I mean, it must also be said in addition to what you said, that Europe, and in particular the countries which were the primary beneficiaries of the Industrial Revolution (namely Great Britain, France, Germany, Benelux, and to a lesser extent Austria-Hungary and Italy), are quite a bit smaller in terms of land area and productive capacity than, say, India+China. Add in the fact that those were two extremely populous regions even pre-industrialization and, yeah, it's not that surprising.
 
Europé actually saw large growth rate but it peeked earlier than poorer countries that have seen industralization later. If you think the growth rate is crazy, human productivity have increased at an even crazier rate. For example an computer today is maybe a billion time better than one built in 50s, being much more powerful at a much lower cost. To maintain a large population you need to have large productivity of absolute necessities so productivity have to come Before population growth and unlike the population growth, human productivity keep increasing, in maybe many cases even faster than it did when the industrial revolution started.

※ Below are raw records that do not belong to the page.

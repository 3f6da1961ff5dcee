use crate::core::Stratum;
use serde::{Deserialize, Serialize};

/// Display vocabulary written into report cells and chart captions.
#[derive(Debug, Clone, PartialEq, Eq, Serialize, Deserialize)]
#[serde(default)]
pub struct DisplayLabels {
    /// Marker for values or limits that could not be read as numbers
    pub unavailable: String,
    pub achieved: String,
    pub not_achieved: String,
    pub toxic: String,
    pub surface: String,
    pub middle: String,
    pub bottom: String,
    pub total: String,
    pub parameter: String,
    pub no_numeric_limit: String,
    pub limit: String,
    pub mean_total: String,
    pub mean_point: String,
    pub samples: String,
}

impl Default for DisplayLabels {
    fn default() -> Self {
        Self {
            unavailable: "Indisponível".to_string(),
            achieved: "Alcançado".to_string(),
            not_achieved: "Não Alcançado".to_string(),
            toxic: "Tóxico".to_string(),
            surface: "Superfície".to_string(),
            middle: "Meio".to_string(),
            bottom: "Fundo".to_string(),
            total: "Total".to_string(),
            parameter: "Parâmetro".to_string(),
            no_numeric_limit: "sem limite numérico".to_string(),
            limit: "VMP".to_string(),
            mean_total: "Média total".to_string(),
            mean_point: "Média ponto".to_string(),
            samples: "Amostras".to_string(),
        }
    }
}

impl DisplayLabels {
    pub fn stratum(&self, stratum: Stratum) -> &str {
        match stratum {
            Stratum::Surface => &self.surface,
            Stratum::Middle => &self.middle,
            Stratum::Bottom => &self.bottom,
        }
    }
}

Just the difference between 50 last years is pretty massive, population doubled but World wealth grew 8 times (on an already huge wealth) meaning average wealth per person increased about 3 times.

Basically increase in production and other Technologies have allowed for a large population which lead to population growth but eventually the technology have gotten so advanced that education and work ethics limit the ability to support Children which mean reduced population growth while the economy still growth at an exponentional rate (accelerating), in absolute terms the economy growth more now than it probably have ever done in history which mean the industrial revolution is far from dead.

Some say that technology have advanced more in just the 20 years of 21th Century than it did during the whole 20th Century (which is normally seen as a golden age of technology), some would say this is how technology work and that this have been so during whole human existance more or less.

The curve look very wrong because it assume population will die as quickly as it grow but that don't seems true, more like it flattens but it don't matter much because in the future human Labour is likely going to be obsolete since machines may do Everything better than humans can do.